Os desaparecidos que não querem que as famílias saibam
"O meu marido desapareceu, eu não sei dele. Encontrem-no, que ele é tão boa pessoa!". A mulher, desesperada, comunicou assim o desaparecimento do marido à secção de Desaparecidos da Polícia Judiciária. Os investigadores da PJ limitaram-se a reconstituir a história de vida do homem desaparecido e a seguir, a partir daí, todas as pistas para o encontrar. O homem foi descoberto: saiu de casa porque estava saturado e foi viver com uma amante. "Não digam nada à minha mulher que eu mais tarde falo com ela", pediu aos inspetores, que respeitaram a sua vontade e não revelaram o seu paradeiro à mulher.
Em média, por ano, quatro mil pessoas desaparecem em Portugal, a maioria de forma voluntária, isto é, sem associação a qualquer crime (rapto, homicídio ou outros). Em grande parte dos casos, são menores que fogem de casa ou de instituições e são rapidamente localizados e devolvidos à família. Esses não têm escolha: o paradeiro é sempre revelado e são "devolvidos" à família por serem menores.
Depois, há um grupo minoritário de adultos que se somem sem deixar rasto aparente. Simplesmente porque querem desaparecer. "Quando os encontramos, a maior parte deles pede para dizermos à família que estão bem mas que não querem que se saiba onde estão". "O direito constitucional à reserva da vida privada tem de ser assegurado", explica o inspetor-chefe Fernando Pires, da secção de Desaparecidos da Polícia Judiciária de Lisboa. Os processos de desaparecidos são administrativos, não são inquéritos-crime. "A nossa missão é apenas a de encontrar as pessoas. Para outras vias há o recurso aos tribunais."
As pessoas que fogem de casa por ter relações extraconjugais são apenas um dos grupos que não querem ser encontrados. Há de tudo: idosos que desaparecem para fugir aos filhos toxicodependentes; os que deixam tudo para fugir às dívidas financeiras; as mulheres que desaparecem com os filhos para fugir ao marido agressor; pessoas que se tornam sem-abrigo e não querem que a família saiba; jovens correios de droga detidos num país estrangeiro que têm vergonha que os pais descubram o que lhes aconteceu.
No ano passado, a secção de Desaparecidos da Polícia Judiciária, inserida na Unidade de Informação e Investigação Criminal, registou 3526 desaparecimentos. Desses, ficaram pendentes 58 casos, segundo dados oficiais facultados ao DN.
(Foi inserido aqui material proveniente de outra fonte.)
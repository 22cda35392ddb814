//! Logging setup.

use thiserror::Error;
use tracing_subscriber::{
    EnvFilter, Registry,
    layer::{Layer, SubscriberExt},
    util::SubscriberInitExt,
};

use crate::config::{LogFormat, LoggingConfig};

/// Errors raised while initialising logging.
#[derive(Debug, Error)]
pub enum ObservabilityError {
    /// Failed to initialise tracing subscriber.
    #[error("failed to initialise tracing subscriber: {0}")]
    TracingSubscriber(#[from] tracing_subscriber::util::TryInitError),
}

/// Installs the global subscriber.
///
/// # Errors
///
/// Returns an error when a global subscriber is already installed.
pub fn init_logging(config: &LoggingConfig) -> Result<(), ObservabilityError> {
    match config.log_format {
        LogFormat::Compact => init_with_layer(
            config,
            tracing_subscriber::fmt::layer()
                .compact()
                .with_target(true)
                .with_writer(std::io::stderr),
        ),
        LogFormat::Json => init_with_layer(
            config,
            tracing_subscriber::fmt::layer()
                .json()
                .with_current_span(true)
                .with_span_list(true)
                .with_target(true)
                .with_writer(std::io::stderr),
        ),
    }
}

fn build_env_filter(config: &LoggingConfig) -> EnvFilter {
    EnvFilter::try_from_default_env()
        .unwrap_or_else(|_| EnvFilter::new(format!("{},sqlx=warn", config.log_level)))
}

fn init_with_layer<L>(config: &LoggingConfig, fmt_layer: L) -> Result<(), ObservabilityError>
where
    L: Layer<Registry> + Send + Sync + 'static,
{
    tracing_subscriber::registry()
        .with(fmt_layer)
        .with(build_env_filter(config))
        .try_init()?;

    Ok(())
}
22 casos para outras secções
Os desaparecimentos não voluntários, por se presumir a existência de crime (rapto ou homicídios, etc.) transitaram para outras secções da Polícia Judiciária. Registaram-se 22 casos desse género.
A Polícia Judiciária presume que "todo o desaparecimento é voluntário". Quando não o é, entram na equação outros fatores, nomeadamente ação criminosa.
Segundo o inspetor-chefe Fernando Pires, um grande grupo de casos é o das ruturas familiares, em que se inscrevem duas situações típicas para a secção de Desaparecidos da PJ: vítimas de violência doméstica que saem de casa (umas vezes sós, outras com os filhos atrás) e os casos de subtração de menores por um dos pais na sequência de uma decisão do tribunal sobre a responsabilidade parental. "Temos localizado mulheres que fogem do marido agressor em casas de abrigo ou em casas de familiares e pedem-nos para não revelarmos o seu paradeiro porque têm medo", refere o inspetor-chefe. "Na outra situação, é o pai ou a mãe quem vem participar que o seu filho está desaparecido quando não está nada, foi levado pelo cônjuge.
Quando encontramos a pessoa com o filho não revelamos onde está à parte que nos procurou e explicamos que tem de ser resolvido no Tribunal de Família e Menores".
Para a secção de Desaparecidos há uma única prioridade. "A nós interessa-nos passar dos desaparecimentos aos aparecimentos. Não temos de satisfazer o interesse da outra parte, que é dizer onde está." Para encontrar alguém parte-se da "história de vida": saber se a pessoa tem inimigos, tendências suicidas, doença mental, problemas financeiros ou outros.
A secção de Desaparecidos da Polícia Judiciária de Lisboa conta com seis inspetores. É a única que tem investigadores especializados. Mas as diretorias da Polícia Judiciária investigam desaparecimentos em todo o país, muitas vezes com o auxílio dos colegas de Lisboa especializados. Mas sem os meios que são exibidos na série norte-americana Sem Rasto.